Preparations for dinner take place by the light of a headlamp. Peeling and chopping is on a trestle
table, spread with a garish plastic sheet. (And I mean garish. Think enormous pink and purple flowers,
shocking even by torchlight.) There are usually fresh vegetables in the cooler, red peppers say, or
beans, which can be a little frayed at the edges if it's been a couple of weeks since the last resupply.
They go into a pot over the fire, along with onions and garlic and tins of fish, mussels perhaps, crabs,
shrimps or tuna. And then there's rice or pasta or potatoes. Paul's wife, Erica, was astonished the one
time she saw him cooking for himself in the Canadian Arctic. At home, Paul is determinedly hopeless
at domesticity. Even in the field, the more culinary of his students wince sometimes at his vagaries.
Paul puts cucumber into stews. Once a student trained in Italian cooking caught him adding ginger to
spaghetti sauce. After a hard day in the field, though, you're ready to eat anything. You'll soak up the
food with dark, heavy bread and sip Namibian beer, “the best in the world”. And then, in the darkness,
you rinse off your plate or bowl carefully, sharing the miserly dishwater allowance.

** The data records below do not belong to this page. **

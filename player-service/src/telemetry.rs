// Copyright (C) 2026 StarHuntingGames
//
// This program is free software: you can redistribute it and/or modify
// it under the terms of the GNU General Public License as published by
// the Free Software Foundation, either version 3 of the License, or
// (at your option) any later version.
//
// This program is distributed in the hope that it will be useful,
// but WITHOUT ANY WARRANTY; without even the implied warranty of
// MERCHANTABILITY or FITNESS FOR A PARTICULAR PURPOSE.  See the
// GNU General Public License for more details.
//
// You should have received a copy of the GNU General Public License
// along with this program.  If not, see <https://www.gnu.org/licenses/>.

use anyhow::Context;
use opentelemetry::{KeyValue, trace::TracerProvider as _};
use opentelemetry_otlp::WithExportConfig;
use opentelemetry_sdk::{Resource, runtime, trace::TracerProvider};
use tracing::info;
use tracing_subscriber::{EnvFilter, fmt, prelude::*};

const DEFAULT_LOG_FILTER: &str = "player_service=debug,morra_common=debug,tower_http=info";

/// Install JSON logging and, when `OTEL_EXPORTER_OTLP_ENDPOINT` is set, OTLP span export.
///
/// The returned provider must be shut down before exit to flush pending spans.
pub fn init_telemetry(service_name: &str) -> anyhow::Result<Option<TracerProvider>> {
    let env_filter = EnvFilter::try_from_default_env()
        .unwrap_or_else(|_| EnvFilter::new(DEFAULT_LOG_FILTER));

    let endpoint = otlp_endpoint(std::env::var("OTEL_EXPORTER_OTLP_ENDPOINT").ok());
    let provider = endpoint
        .as_deref()
        .map(|endpoint| build_tracer_provider(endpoint, service_name))
        .transpose()?;
    let otel_layer = provider.as_ref().map(|provider| {
        tracing_opentelemetry::layer().with_tracer(provider.tracer("player-service"))
    });

    tracing_subscriber::registry()
        .with(env_filter)
        .with(fmt::layer().json())
        .with(otel_layer)
        .try_init()
        .context("failed to install tracing subscriber")?;

    match &endpoint {
        Some(endpoint) => info!(service = %service_name, %endpoint, "exporting spans over OTLP"),
        None => info!(service = %service_name, "OTLP endpoint not set; spans stay local"),
    }
    Ok(provider)
}

fn otlp_endpoint(value: Option<String>) -> Option<String> {
    value
        .map(|endpoint| endpoint.trim().to_string())
        .filter(|endpoint| !endpoint.is_empty())
}

fn build_tracer_provider(endpoint: &str, service_name: &str) -> anyhow::Result<TracerProvider> {
    let exporter = opentelemetry_otlp::SpanExporter::builder()
        .with_tonic()
        .with_endpoint(endpoint)
        .build()
        .context("failed to create OTLP span exporter")?;

    Ok(TracerProvider::builder()
        .with_batch_exporter(exporter, runtime::Tokio)
        .with_resource(Resource::new([KeyValue::new(
            "service.name",
            service_name.to_string(),
        )]))
        .build())
}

Paul has his own
utensils in Namibia, his own red plastic bowl and enormous coffee cup, white with a dark rim. He
jokes about his possessiveness, but nobody else touches them.
Water is the really scarce commodity. Namibia has hundreds of miles of coastline, but not a single
year-round river. There are plenty of river channels, and water can run in them briefly during the wet
season, when it's too hot to work. But by the time Paul arrives in Namibia, all the rivers are dry. He
has to carry his water with him in giant plastic barrels crammed into the back of the Toyota. Water
sets the limit on how long he can stay in the field before he has to go into town for a resupply. It is
reserved strictly for drinking and cooking. Washing is banned. You're even supposed to swallow the
water that you use for brushing your teeth rather than waste it by spitting it out. The lack of water is a
blessing, of sorts. Namibia contains plenty of dangerous wildlife, but most shun the dry regions; lions,
cheetahs, rhinos and leopards all rely on open waterholes to survive.
Still, the desert has hazards of its own. Late one afternoon Paul was driving down the dried-out
bed of the Ugab River. The light was starting to fade, and he flicked on the truck's headlights. He was
starting to feel worried. In Namibia, darkness falls quickly, and it would soon be too late to find a de-
cent campsite.
Paul wound his way hurriedly down the canyon on the sandy river floor, dodging the rocks and
branches swept there by an old flash flood. Up ahead his lights picked out a thick black log, maybe
nine feet long, lying in the sand. The Toyota could handle that, no problem. But at the last minute Paul
swerved around it, striking what might have been a glancing blow. The log had seemed to twitch as he
passed.
He was intrigued. He slowly backed up, craning his neck to see the scene illuminated by his white
tail-lights. The log had vanished. No, it was standing up, and heading towards the vehicle, fast. It was
chest high, four and a half feet above the ground, just about the height of the Toyota's open window.
Now Paul could see that it had curious yellow rings the length of its body. It was a zebra snake, a
western barred spitting cobra. It had spread its black hood angrily around its face and it loomed un-
nervingly large in the wing mirror. Paul remembers wanting to laugh. This was like the T. rex scene
from Jurassic Park . “Objects in the mirror are closer than they appear.”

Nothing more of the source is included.